## [Data to process]
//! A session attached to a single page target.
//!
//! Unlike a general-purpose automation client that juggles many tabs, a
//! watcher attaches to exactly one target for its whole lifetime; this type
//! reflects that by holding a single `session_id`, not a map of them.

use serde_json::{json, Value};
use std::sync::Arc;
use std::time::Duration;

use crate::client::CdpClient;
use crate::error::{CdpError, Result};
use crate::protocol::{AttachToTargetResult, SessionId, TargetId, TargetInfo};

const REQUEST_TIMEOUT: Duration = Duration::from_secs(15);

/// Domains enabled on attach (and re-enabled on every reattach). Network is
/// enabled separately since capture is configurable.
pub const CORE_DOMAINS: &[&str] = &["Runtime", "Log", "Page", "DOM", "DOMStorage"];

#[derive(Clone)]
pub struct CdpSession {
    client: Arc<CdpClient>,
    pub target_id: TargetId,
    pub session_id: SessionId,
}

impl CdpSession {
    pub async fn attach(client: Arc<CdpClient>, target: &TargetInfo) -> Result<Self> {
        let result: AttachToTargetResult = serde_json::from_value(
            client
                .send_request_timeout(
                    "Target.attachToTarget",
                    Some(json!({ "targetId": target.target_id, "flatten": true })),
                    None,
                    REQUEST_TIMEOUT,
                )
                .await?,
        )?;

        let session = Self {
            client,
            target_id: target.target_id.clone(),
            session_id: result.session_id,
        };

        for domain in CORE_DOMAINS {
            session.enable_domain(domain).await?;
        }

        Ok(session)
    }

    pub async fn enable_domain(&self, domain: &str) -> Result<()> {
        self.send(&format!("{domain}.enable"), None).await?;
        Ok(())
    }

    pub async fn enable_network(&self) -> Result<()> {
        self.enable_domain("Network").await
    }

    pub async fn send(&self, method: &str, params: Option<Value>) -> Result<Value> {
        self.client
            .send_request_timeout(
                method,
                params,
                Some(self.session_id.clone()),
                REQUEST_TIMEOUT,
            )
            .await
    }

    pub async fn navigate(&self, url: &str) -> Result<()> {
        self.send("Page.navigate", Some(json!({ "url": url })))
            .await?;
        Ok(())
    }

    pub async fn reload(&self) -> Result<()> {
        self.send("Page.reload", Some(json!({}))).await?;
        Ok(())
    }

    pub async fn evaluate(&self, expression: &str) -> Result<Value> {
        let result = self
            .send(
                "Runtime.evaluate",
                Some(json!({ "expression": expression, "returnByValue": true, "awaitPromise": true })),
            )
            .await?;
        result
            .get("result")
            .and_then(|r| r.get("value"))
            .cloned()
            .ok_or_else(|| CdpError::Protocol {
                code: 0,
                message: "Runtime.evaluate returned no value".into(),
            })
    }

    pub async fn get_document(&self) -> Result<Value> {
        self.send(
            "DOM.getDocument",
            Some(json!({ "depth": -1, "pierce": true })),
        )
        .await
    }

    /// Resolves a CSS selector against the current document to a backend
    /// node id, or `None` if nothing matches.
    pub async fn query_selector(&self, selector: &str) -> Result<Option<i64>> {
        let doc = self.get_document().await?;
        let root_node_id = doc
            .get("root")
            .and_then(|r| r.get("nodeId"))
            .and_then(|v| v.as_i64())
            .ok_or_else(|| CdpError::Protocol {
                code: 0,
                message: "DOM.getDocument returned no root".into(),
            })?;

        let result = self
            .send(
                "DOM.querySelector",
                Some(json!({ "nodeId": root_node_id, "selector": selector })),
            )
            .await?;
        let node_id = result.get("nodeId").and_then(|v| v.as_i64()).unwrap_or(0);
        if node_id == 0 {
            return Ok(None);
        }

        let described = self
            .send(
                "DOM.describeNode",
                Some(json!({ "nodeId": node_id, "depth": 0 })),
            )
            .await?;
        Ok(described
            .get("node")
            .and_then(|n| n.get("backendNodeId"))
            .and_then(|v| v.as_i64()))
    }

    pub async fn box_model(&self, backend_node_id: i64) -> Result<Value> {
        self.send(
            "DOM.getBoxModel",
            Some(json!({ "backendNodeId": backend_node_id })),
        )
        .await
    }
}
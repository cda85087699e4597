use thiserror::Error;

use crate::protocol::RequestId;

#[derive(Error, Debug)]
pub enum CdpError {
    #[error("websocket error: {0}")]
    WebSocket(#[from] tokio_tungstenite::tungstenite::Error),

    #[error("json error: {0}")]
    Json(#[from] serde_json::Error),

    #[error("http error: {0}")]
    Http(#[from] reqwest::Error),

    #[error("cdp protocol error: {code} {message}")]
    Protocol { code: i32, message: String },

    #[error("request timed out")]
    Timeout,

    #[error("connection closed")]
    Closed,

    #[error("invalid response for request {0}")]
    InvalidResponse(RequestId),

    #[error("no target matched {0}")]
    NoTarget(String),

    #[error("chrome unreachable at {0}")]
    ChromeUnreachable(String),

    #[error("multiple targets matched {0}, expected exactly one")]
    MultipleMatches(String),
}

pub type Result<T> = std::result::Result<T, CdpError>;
--
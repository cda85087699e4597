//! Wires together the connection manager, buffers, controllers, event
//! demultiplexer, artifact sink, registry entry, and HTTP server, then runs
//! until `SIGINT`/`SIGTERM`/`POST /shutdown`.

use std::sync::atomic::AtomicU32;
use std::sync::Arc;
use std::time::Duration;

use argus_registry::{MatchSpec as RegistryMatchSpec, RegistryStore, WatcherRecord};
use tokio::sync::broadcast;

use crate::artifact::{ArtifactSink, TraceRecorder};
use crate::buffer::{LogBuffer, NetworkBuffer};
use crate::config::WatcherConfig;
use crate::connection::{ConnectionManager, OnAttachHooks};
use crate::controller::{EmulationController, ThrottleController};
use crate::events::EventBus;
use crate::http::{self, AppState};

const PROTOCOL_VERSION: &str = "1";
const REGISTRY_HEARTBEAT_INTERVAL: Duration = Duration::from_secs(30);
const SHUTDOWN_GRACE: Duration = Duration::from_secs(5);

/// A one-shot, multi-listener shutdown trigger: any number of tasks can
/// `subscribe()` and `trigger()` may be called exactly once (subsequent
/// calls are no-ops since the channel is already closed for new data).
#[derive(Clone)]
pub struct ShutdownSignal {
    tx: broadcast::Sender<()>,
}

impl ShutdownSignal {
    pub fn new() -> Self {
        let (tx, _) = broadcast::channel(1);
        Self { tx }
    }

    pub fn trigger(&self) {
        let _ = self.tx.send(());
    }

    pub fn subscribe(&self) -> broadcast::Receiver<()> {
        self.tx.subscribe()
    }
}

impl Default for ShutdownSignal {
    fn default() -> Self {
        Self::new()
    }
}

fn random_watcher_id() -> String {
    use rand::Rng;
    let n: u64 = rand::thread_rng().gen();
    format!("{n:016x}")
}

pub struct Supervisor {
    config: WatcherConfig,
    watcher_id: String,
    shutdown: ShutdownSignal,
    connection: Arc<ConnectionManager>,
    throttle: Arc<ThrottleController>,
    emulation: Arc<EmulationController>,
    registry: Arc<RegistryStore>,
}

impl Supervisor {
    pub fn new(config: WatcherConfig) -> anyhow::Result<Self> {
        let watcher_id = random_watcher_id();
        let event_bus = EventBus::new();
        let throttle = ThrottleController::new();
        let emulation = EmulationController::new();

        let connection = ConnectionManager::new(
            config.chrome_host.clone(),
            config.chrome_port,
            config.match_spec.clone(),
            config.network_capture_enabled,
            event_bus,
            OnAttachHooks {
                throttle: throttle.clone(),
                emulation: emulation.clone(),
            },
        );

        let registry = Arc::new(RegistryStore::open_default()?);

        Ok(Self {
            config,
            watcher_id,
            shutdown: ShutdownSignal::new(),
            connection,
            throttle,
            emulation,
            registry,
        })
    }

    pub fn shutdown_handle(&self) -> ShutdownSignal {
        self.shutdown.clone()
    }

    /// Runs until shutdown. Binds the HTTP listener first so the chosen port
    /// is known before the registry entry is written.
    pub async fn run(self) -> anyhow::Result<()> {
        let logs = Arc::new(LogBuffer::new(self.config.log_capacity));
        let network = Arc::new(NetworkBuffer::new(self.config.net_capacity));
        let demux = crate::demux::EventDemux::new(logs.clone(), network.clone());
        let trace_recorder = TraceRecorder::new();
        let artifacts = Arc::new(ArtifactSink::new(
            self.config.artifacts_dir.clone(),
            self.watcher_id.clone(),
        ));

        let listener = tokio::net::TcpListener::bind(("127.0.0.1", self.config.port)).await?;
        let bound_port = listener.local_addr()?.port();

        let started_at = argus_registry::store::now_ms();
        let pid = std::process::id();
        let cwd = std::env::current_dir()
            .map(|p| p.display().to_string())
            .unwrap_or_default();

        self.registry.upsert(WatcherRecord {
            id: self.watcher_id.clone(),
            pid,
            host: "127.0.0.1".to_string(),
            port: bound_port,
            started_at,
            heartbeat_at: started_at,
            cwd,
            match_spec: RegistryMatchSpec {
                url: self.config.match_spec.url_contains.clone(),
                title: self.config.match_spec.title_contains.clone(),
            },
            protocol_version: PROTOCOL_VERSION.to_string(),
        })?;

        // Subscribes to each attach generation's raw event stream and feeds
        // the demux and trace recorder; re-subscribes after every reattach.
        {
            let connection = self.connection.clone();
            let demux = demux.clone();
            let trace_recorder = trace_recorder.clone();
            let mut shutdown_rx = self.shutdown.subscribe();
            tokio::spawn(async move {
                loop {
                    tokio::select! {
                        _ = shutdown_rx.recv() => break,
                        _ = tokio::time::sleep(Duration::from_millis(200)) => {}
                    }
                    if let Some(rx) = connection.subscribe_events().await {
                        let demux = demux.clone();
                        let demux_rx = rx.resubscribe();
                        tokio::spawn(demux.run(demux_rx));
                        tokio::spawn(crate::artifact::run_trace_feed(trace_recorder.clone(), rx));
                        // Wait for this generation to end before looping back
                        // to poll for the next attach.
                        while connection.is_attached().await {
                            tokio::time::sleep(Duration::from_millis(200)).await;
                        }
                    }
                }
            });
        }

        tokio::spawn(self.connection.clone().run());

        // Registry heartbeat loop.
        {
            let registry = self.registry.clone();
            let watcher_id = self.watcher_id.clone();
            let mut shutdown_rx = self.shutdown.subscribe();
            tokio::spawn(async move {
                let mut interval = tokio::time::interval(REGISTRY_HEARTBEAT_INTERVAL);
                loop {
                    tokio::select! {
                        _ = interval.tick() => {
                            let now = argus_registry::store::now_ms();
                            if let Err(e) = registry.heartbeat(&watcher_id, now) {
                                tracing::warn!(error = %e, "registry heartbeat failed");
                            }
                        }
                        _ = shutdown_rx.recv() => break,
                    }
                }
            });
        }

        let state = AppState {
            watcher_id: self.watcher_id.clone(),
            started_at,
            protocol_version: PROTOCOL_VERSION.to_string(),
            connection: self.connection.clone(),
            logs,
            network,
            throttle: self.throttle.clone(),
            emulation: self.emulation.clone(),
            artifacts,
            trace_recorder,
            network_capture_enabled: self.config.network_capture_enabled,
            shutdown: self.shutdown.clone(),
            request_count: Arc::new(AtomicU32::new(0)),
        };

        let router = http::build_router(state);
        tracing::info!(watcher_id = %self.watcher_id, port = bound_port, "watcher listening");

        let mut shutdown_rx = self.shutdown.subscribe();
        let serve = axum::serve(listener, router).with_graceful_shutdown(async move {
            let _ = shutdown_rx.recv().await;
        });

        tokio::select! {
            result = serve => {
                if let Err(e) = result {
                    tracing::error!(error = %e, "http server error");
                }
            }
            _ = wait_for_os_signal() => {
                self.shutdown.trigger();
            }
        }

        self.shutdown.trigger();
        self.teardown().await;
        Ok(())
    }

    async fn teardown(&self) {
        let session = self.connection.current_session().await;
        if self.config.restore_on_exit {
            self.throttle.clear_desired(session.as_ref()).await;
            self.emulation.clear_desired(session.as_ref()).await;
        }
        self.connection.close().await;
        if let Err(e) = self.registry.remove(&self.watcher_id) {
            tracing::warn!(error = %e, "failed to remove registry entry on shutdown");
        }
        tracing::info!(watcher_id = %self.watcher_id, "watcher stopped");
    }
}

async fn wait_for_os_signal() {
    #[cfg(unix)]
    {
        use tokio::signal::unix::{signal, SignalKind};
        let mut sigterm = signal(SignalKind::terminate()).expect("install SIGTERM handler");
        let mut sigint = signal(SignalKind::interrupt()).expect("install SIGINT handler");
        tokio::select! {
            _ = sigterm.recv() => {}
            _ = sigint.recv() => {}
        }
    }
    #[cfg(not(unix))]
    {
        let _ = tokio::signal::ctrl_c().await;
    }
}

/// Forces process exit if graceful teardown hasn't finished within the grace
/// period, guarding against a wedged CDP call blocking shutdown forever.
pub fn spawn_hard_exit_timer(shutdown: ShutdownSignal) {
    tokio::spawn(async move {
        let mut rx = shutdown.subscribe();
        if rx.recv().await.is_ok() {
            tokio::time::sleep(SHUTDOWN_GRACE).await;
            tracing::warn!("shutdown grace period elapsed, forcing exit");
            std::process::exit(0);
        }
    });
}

## [Exercise prompt]
Your answer should be a single number: the count of lines in the entries that contain "handler".

## [Exercise response]
2